La diversité des manoirs de Guissény

  • Le mot « manoir » désigne soit une seigneurie, soit l’édifice lui-même (du latin « manere » = demeurer, ou du celtique / bas-breton « maner » = maison de noblesse). La notion de manoir est également associée au caractère noble de la terre : juridiquement c’est une terre qui bénéficie de l’exemption fiscale. C’est également une unité économique, associant le domaine et la terre qui assurent la subsistance du seigneur. Le nombre de manoirs augmente dans les paroisses du Léon entre le XVe et le XVIe siècle. La création de nouveaux manoirs est soumise à la volonté du Duc de Bretagne qui cherche à s’appuyer sur un réseau de clientèle de vassaux fidèles et loyaux en multipliant les anoblissements. L’essor de l’administration ducale favorise l’ascension sociale de roturiers qui cherchent à utiliser leur fortune pour acquérir des terres nobles et entrer dans la noblesse. Le mot manoir finit par ne plus désigner que la demeure et beaucoup de petits domaines nobles sont réduits à la maison et son pourpris. Les nouveaux manoirs du XVIe siècle sont le plus souvent des « sieuries », des manoirs sans droit de justice et même des manoirs affermés à des paysans.
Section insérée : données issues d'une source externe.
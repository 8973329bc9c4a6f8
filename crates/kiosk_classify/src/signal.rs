//! The heuristic signal battery.
//!
//! Classification is driven by a declarative, ordered, weighted rule table.
//! Each rule contributes its weight to one label when its signal matches;
//! ties between labels break on the fixed signal precedence below, then on
//! label declaration order. The table is serde data so the weight set is a
//! tunable, test-covered policy.

use crate::error::ClassifyError;
use crate::label::NodeLabel;
use kiosk_snapshot::{NodeFlags, TreeSnapshot, Zone};
use serde::{Deserialize, Serialize};

/// Kind of evidence a rule inspects, strongest first.
///
/// The declaration order is the tie-break precedence: attribute signals
/// outrank class/id substrings, which outrank text content, which outranks
/// structural position.
#[derive(Debug, Clone, Copy, PartialEq, Eq, Hash, Serialize, Deserialize)]
pub enum SignalKind {
    /// ARIA role attribute, exact match.
    RoleAttr,

    /// ARIA label attribute, substring match.
    AriaLabel,

    /// Element id attribute, substring match.
    IdSubstring,

    /// Class attribute, substring match.
    ClassSubstring,

    /// Element tag name, exact match.
    Tag,

    /// Structural node flag ("link", "interactive", "focusable",
    /// "menu-open").
    Flag,

    /// Visible text content, substring match.
    TextSubstring,

    /// Position bucket ("top-bar", "sidebar", "body"). Corroborating
    /// evidence only - a rule table where position alone could reach the
    /// confidence threshold is rejected at check time.
    PositionBucket,
}

impl SignalKind {
    /// Tie-break precedence (lower is stronger).
    pub fn precedence(&self) -> u8 {
        match self {
            SignalKind::RoleAttr => 0,
            SignalKind::AriaLabel => 1,
            SignalKind::IdSubstring => 2,
            SignalKind::ClassSubstring => 3,
            SignalKind::Tag => 4,
            SignalKind::Flag => 5,
            SignalKind::TextSubstring => 6,
            SignalKind::PositionBucket => 7,
        }
    }

    pub fn is_positional(&self) -> bool {
        matches!(self, SignalKind::PositionBucket)
    }
}

/// One weighted heuristic.
#[derive(Debug, Clone, PartialEq, Serialize, Deserialize)]
pub struct HeuristicRule {
    pub label: NodeLabel,
    pub signal: SignalKind,
    pub pattern: String,
    pub weight: f32,
}

impl HeuristicRule {
    pub fn new(
        label: NodeLabel,
        signal: SignalKind,
        pattern: impl Into<String>,
        weight: f32,
    ) -> Self {
        Self {
            label,
            signal,
            pattern: pattern.into(),
            weight,
        }
    }

    /// Evaluate this rule against one node.
    pub fn matches(&self, snapshot: &TreeSnapshot, idx: usize, zone: Zone) -> bool {
        match self.signal {
            SignalKind::RoleAttr => snapshot
                .aria_role(idx)
                .is_some_and(|role| role.eq_ignore_ascii_case(&self.pattern)),
            SignalKind::AriaLabel => contains_ci(snapshot.aria_label(idx), &self.pattern),
            SignalKind::IdSubstring => contains_ci(snapshot.elem_id(idx), &self.pattern),
            SignalKind::ClassSubstring => contains_ci(snapshot.classes(idx), &self.pattern),
            SignalKind::Tag => snapshot
                .tag(idx)
                .is_some_and(|tag| tag.eq_ignore_ascii_case(&self.pattern)),
            SignalKind::Flag => {
                let flags = snapshot.nodes.node_flags(idx);
                match self.pattern.as_str() {
                    "link" => flags.contains(NodeFlags::LINK),
                    "interactive" => flags.contains(NodeFlags::INTERACTIVE),
                    "focusable" => flags.contains(NodeFlags::FOCUSABLE),
                    "menu-open" => flags.contains(NodeFlags::MENU_OPEN),
                    _ => false,
                }
            }
            SignalKind::TextSubstring => contains_ci(snapshot.text(idx), &self.pattern),
            SignalKind::PositionBucket => zone.as_str() == self.pattern,
        }
    }
}

fn contains_ci(haystack: Option<&str>, needle: &str) -> bool {
    haystack.is_some_and(|h| h.to_lowercase().contains(&needle.to_lowercase()))
}

/// The full classification policy: rules, confidence threshold, and the
/// position-bucket band fractions.
#[derive(Debug, Clone, Serialize, Deserialize)]
pub struct HeuristicTable {
    pub rules: Vec<HeuristicRule>,
    pub threshold: f32,
    pub top_zone_fraction: f32,
    pub sidebar_zone_fraction: f32,
}

impl HeuristicTable {
    /// An empty table (classifies everything as Unknown).
    pub fn empty() -> Self {
        Self {
            rules: Vec::new(),
            threshold: crate::DEFAULT_CONFIDENCE_THRESHOLD,
            top_zone_fraction: kiosk_snapshot::DEFAULT_TOP_ZONE_FRACTION,
            sidebar_zone_fraction: kiosk_snapshot::DEFAULT_SIDEBAR_ZONE_FRACTION,
        }
    }

    /// Append a rule.
    pub fn rule(
        mut self,
        label: NodeLabel,
        signal: SignalKind,
        pattern: impl Into<String>,
        weight: f32,
    ) -> Self {
        self.rules.push(HeuristicRule::new(label, signal, pattern, weight));
        self
    }

    /// Rules contributing to one label.
    pub fn rules_for(&self, label: NodeLabel) -> impl Iterator<Item = &HeuristicRule> {
        self.rules.iter().filter(move |r| r.label == label)
    }

    /// Check table invariants.
    ///
    /// - threshold and weights in (0, 1]
    /// - no rules for `Unknown`
    /// - every label with rules has non-positional evidence available
    /// - no single positional rule can reach the threshold on its own
    pub fn check(&self) -> Result<(), ClassifyError> {
        if !(self.threshold > 0.0 && self.threshold <= 1.0) {
            return Err(ClassifyError::InvalidThreshold {
                threshold: self.threshold,
            });
        }

        for rule in &self.rules {
            if rule.label == NodeLabel::Unknown {
                return Err(ClassifyError::UnknownLabelRule);
            }
            if !(rule.weight > 0.0 && rule.weight <= 1.0) || !rule.weight.is_finite() {
                return Err(ClassifyError::InvalidWeight {
                    label: rule.label.as_str(),
                    weight: rule.weight,
                });
            }
            if rule.signal.is_positional() && rule.weight >= self.threshold {
                return Err(ClassifyError::PositionWeightTooHigh {
                    label: rule.label.as_str(),
                    weight: rule.weight,
                });
            }
        }

        for label in NodeLabel::candidates() {
            let mut any = false;
            let mut any_non_positional = false;
            for rule in self.rules_for(label) {
                any = true;
                if !rule.signal.is_positional() {
                    any_non_positional = true;
                }
            }
            if any && !any_non_positional {
                return Err(ClassifyError::PositionOnlyLabel {
                    label: label.as_str(),
                });
            }
        }

        Ok(())
    }
}

impl Default for HeuristicTable {
    /// The stock table, tuned for the shell chrome the original deployment
    /// runs against. Text vocabulary comes from
    /// [`crate::Vocabulary::standard`].
    fn default() -> Self {
        use NodeLabel::*;
        use SignalKind::*;

        let mut table = Self::empty()
            // Workspace switcher: strong attribute/class evidence, with the
            // top band corroborating.
            .rule(WorkspaceSwitcher, ClassSubstring, "workspace-switcher", 0.9)
            .rule(WorkspaceSwitcher, IdSubstring, "workspace-switcher", 0.8)
            .rule(WorkspaceSwitcher, AriaLabel, "workspace", 0.8)
            .rule(WorkspaceSwitcher, PositionBucket, "top-bar", 0.15)
            // Open dropdown shells; text vocabulary decides which ones
            // actually list workspace destinations.
            .rule(WorkspaceDropdown, ClassSubstring, "dropdown-menu", 0.25)
            .rule(WorkspaceDropdown, Flag, "menu-open", 0.2)
            // Navigation links.
            .rule(NavigationLink, RoleAttr, "link", 0.35)
            .rule(NavigationLink, Tag, "a", 0.25)
            .rule(NavigationLink, Flag, "link", 0.3)
            .rule(NavigationLink, ClassSubstring, "nav-link", 0.4)
            .rule(NavigationLink, ClassSubstring, "sidebar-link", 0.4)
            // User/toolbar menu items.
            .rule(UserMenuItem, RoleAttr, "menuitem", 0.5)
            .rule(UserMenuItem, ClassSubstring, "user-menu", 0.45)
            .rule(UserMenuItem, ClassSubstring, "dropdown-item", 0.3);

        for (label, terms) in crate::Vocabulary::standard().entries() {
            for term in terms {
                table = table.rule(label, TextSubstring, term.as_str(), 0.55);
            }
        }

        table
    }
}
  • Le mouvement de construction ou de rénovation des manoirs avait déjà été amorcé au XVe siècle ; le calme qui suivit la Guerre d’Indépendance de la Bretagne ouvrit une période de prospérité, favorable à la construction de nouveaux édifices. Certains bâtiments gardent toutefois des éléments défensifs (meurtrières, murailles, portail fortifié,…pas seulement décoratifs). La majorité des manoirs n’existe plus en tant que tel. Si quelques-uns ont pu être rénovés, la plupart ont été transformés en bâtiment de ferme ou sont en ruine. Certains subsistent par quelques pierres dispersées dans les bâtiments de ferme du village. Plusieurs événements historiques sont aussi la cause de la disparition de ces manoirs : la Guerre de la Ligue par exemple, l’abandon des exploitations par des petits propriétaires ruinés,… Un grand nombre de manoirs a disparu entre le XIXe siècle et nos jours.
  • Le choix du lieu de construction du manoir s’appuie sur une situation géographique intéressante : sur le plateau, sur une hauteur ou à flanc de coteau, et à une certaine distance du centre paroissial. Il est également lié à l’existence d’un certain nombre de facteurs locaux : . la proximité de l’eau (ruisseau ou source). La présence d’un cours d’eau permet d’installer un moulin, privilège seigneurial (banalité) ; . la qualité des terres agricoles : le domaine seigneurial est d’abord une exploitation agricole dont les récoltes servent à nourrir le seigneur et à lui procurer des revenus pour pouvoir vivre noblement. . la proximité de voies de communication (« grants chemins ») et d’un bois (« haulte fustaye » : futaie signe de puissance nobiliaire) : matériau de construction et bois de chauffage mais aussi lieu de chasse.
  • Beaucoup de noms de manoirs commencent par le préfix « Ker », issu du vieux breton « caer », équivalent du latin « castrum » (un lieu retranché). Au XIIe siècle, le préfixe « ker » prend le sens de « lieu habité et cultivé » : il désigne une unité d’exploitation agricole. Le manoir, composé de la demeure seigneuriale et des terres agricoles, peut comprendre aussi un certain nombre de dépendances selon l’importance du domaine et le rang du propriétaire. De longues « rabines » mènent au logis seigneurial dont la façade est décorée d’une porte principale surmontée d’un arc brisé portant les armoiries de la famille, des fenêtres à meneaux, des lucarnes… Un escalier de pierre orne l’intérieur, placée dans une tour ronde ou carrée extérieure. Des « jardrins », « courtilz » et « vergiers » à proximité de la demeure, parfois délimités par un mur d’enceinte, fournissent les légumes et les fruits pour la consommation de la famille noble. Les manoirs les plus importants possédaient également un colombier, un four banal et un moulin banal, une chapelle privée.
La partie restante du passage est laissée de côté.